The owner of their loud greeting giddily bounced in the middle of the room, her eyes wide and her pale fists trembling with excitement. Magnus parted his lips to introduce himself, but before he could another voice seized the moment. “What?!” it cried, significantly sharper than the first. “No way. I don’t fucking believe it! What are you up to, Angel?!”

Magnus and Alec jumped, the tip of a _very_ sharp-looking spear suddenly whipping forth to rest just beneath Angel’s chin. Apparently, this was at least mildly typical, as Angel hardly reacted except to roll his eyes and nonchalantly move the spear aside with the tip of his finger. “Don’t get your tits in a twist, Toots. I _am_ capable of charity and good will and whatever when I fucking feel like it.”

She narrowed her eyes - er, eye - and pursed her lips, clearly not believing it for a second. Her companion, on the other hand, was all smiles, a refreshing sight for the two hopefully-very-temporary-visitors. “Welcome to the Happy Hotel!” she exclaimed, snatching each of their hands in turn to give them the most energetic handshakes of their lives. “My name’s Charlie, and I’m so happy to meet you! Congratulations on taking the first very important step on your journey towards—”

“Whoa, whoa, slow down there, Sugar Tits,” Angel interjected. “You’re gonna have to start from Square One with these bozos - they don’t even think they belong here in the first place.”
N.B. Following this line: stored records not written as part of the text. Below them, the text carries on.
//! Generic request forwarding to the controller REST API.
//!
//! [`RequestForwarder`] turns a (path, method, query, body) tuple into an
//! authenticated HTTP call and normalizes the response into JSON-or-text.
//! Every outbound call pulls headers from the shared [`SessionManager`], so
//! token renewal happens lazily on the first call after expiry.

use crate::session::SessionManager;
use anyhow::{Context, Result};
use serde_json::{json, Value};
use std::fmt;
use std::str::FromStr;
use std::sync::Arc;
use std::time::Duration;

/// HTTP methods accepted by the controller surface.
#[derive(Debug, Clone, Copy, PartialEq, Eq)]
pub enum Method {
    Get,
    Post,
    Put,
    Delete,
}

impl Method {
    fn as_reqwest(self) -> reqwest::Method {
        match self {
            Method::Get => reqwest::Method::GET,
            Method::Post => reqwest::Method::POST,
            Method::Put => reqwest::Method::PUT,
            Method::Delete => reqwest::Method::DELETE,
        }
    }
}

impl FromStr for Method {
    type Err = anyhow::Error;

    fn from_str(s: &str) -> Result<Self> {
        match s.to_ascii_uppercase().as_str() {
            "GET" => Ok(Method::Get),
            "POST" => Ok(Method::Post),
            "PUT" => Ok(Method::Put),
            "DELETE" => Ok(Method::Delete),
            other => anyhow::bail!("Unsupported HTTP method: {other}"),
        }
    }
}

impl fmt::Display for Method {
    fn fmt(&self, f: &mut fmt::Formatter<'_>) -> fmt::Result {
        let s = match self {
            Method::Get => "GET",
            Method::Post => "POST",
            Method::Put => "PUT",
            Method::Delete => "DELETE",
        };
        f.write_str(s)
    }
}

/// Drop query entries whose value is empty; the controller treats a bare
/// `key=` differently from an absent key, so omitted values are never sent.
pub fn filter_query(params: &[(&str, Option<String>)]) -> Vec<(String, String)> {
    params
        .iter()
        .filter_map(|(key, value)| {
            value
                .as_deref()
                .map(str::trim)
                .filter(|v| !v.is_empty())
                .map(|v| ((*key).to_string(), v.to_string()))
        })
        .collect()
}

/// Normalize a response body: JSON passes through parsed, anything else
/// becomes `{"text": ...}` (never an error), with `status_code` attached when
/// the controller signalled failure.
fn normalize_body(status: reqwest::StatusCode, text: String) -> Value {
    match serde_json::from_str::<Value>(&text) {
        Ok(parsed) => parsed,
        Err(_) if status.is_success() => json!({ "text": text }),
        Err(_) => json!({ "text": text, "status_code": status.as_u16() }),
    }
}

/// Authenticated forwarder for one controller.
pub struct RequestForwarder {
    session: Arc<SessionManager>,
    http: reqwest::Client,
}

impl RequestForwarder {
    pub fn new(
        session: Arc<SessionManager>,
        insecure_tls: bool,
        timeout: Duration,
    ) -> Result<Self> {
        let http = reqwest::Client::builder()
            .danger_accept_invalid_certs(insecure_tls)
            .timeout(timeout)
            .connect_timeout(Duration::from_secs(10))
            .build()
            .context("Failed to build HTTP client")?;
        Ok(Self { session, http })
    }

    pub fn session(&self) -> &Arc<SessionManager> {
        &self.session
    }

    /// Forward a call and normalize the response.
    ///
    /// `path` is relative to the controller base URL and may already carry a
    /// pre-encoded query string (the live-status command family embeds
    /// literal `%2F` sequences that must not be re-encoded); `query` entries
    /// are appended to whatever the path carries. JSON bodies apply to
    /// non-GET methods only.
    ///
    /// A body that parses as JSON is returned as-is. A non-JSON 2xx body
    /// becomes `{"text": <body>}`; a non-JSON error body additionally carries
    /// `"status_code"`. Only transport failures (refused, timeout) error.
    pub async fn forward(
        &self,
        path: &str,
        method: Method,
        query: &[(String, String)],
        body: Option<&Value>,
    ) -> Result<Value> {
        let (status, text) = self.dispatch(path, method, query, body).await?;
        Ok(normalize_body(status, text))
    }

    /// Forward a call and return the raw body string (resource façade).
    pub async fn forward_raw(
        &self,
        path: &str,
        method: Method,
        query: &[(String, String)],
        body: Option<&Value>,
    ) -> Result<String> {
        let (_, text) = self.dispatch(path, method, query, body).await?;
        Ok(text)
    }

    async fn dispatch(
        &self,
        path: &str,
        method: Method,
        query: &[(String, String)],
        body: Option<&Value>,
    ) -> Result<(reqwest::StatusCode, String)> {
        let headers = self.session.headers().await?;
        let url = format!("{}{}", self.session.base_url(), path);

        let mut request = self
            .http
            .request(method.as_reqwest(), &url)
            .headers(headers);

        if !query.is_empty() {
            request = request.query(query);
        }
        if method != Method::Get {
            if let Some(body) = body {
                request = request.json(body);
            }
        }

        tracing::debug!(%method, %url, "Forwarding controller request");

        let response = request
            .send()
            .await
            .with_context(|| format!("{method} {url} failed"))?;

        let status = response.status();
        let text = response
            .text()
            .await
            .with_context(|| format!("{method} {url}: failed to read response body"))?;

        if !status.is_success() {
            tracing::warn!(%method, %url, status = status.as_u16(), "Controller returned error status");
        }

        Ok((status, text))
    }
}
Instantly, the hope flickered out from the rosy-cheeked demon’s face. “What?” she asked, glancing confusedly between Angel, Magnus, and Alec. “Oh, no… I’m so sorry. See, if you two are here, then that means you died, and… Well, if you’re _here_ here, then um… I’m sorry to say it, but you must not have lived very good lives.”

At that, Alec couldn’t help but release a loud scoff. “Listen, we’ve been trying to tell Angie - erm, Angel - this whole time. We didn’t die, we _came_ here. Intentionally.”

“Well, that explains how you got _here_ specifically,” Vaggie mused. She seemed relatively more at ease, but nonetheless maintained a steadfast hold of her spear.

Magnus’s hand preemptively slipped into Alec’s. “We didn’t kill ourselves,” he corrected her. “We jumped through a portal hoping to reach the Fair Folk.”

A laugh burst out of Angel. “Ain’t nobody plays ‘fair’ around here. Well, except maybe these bitches.”

“Shut your whore mouth!” Vaggie snapped back.

“No, no, that’s not what…” Alec began, but abandoned the thought, recognizing it as totally useless to try and explain. Instead, he went for the point, in the desperate hope they hadn’t landed here for naught. “Look, I know it sounds ridiculous, but we’re looking for a hat. A cowgirl hat, specifically. We think it landed here.”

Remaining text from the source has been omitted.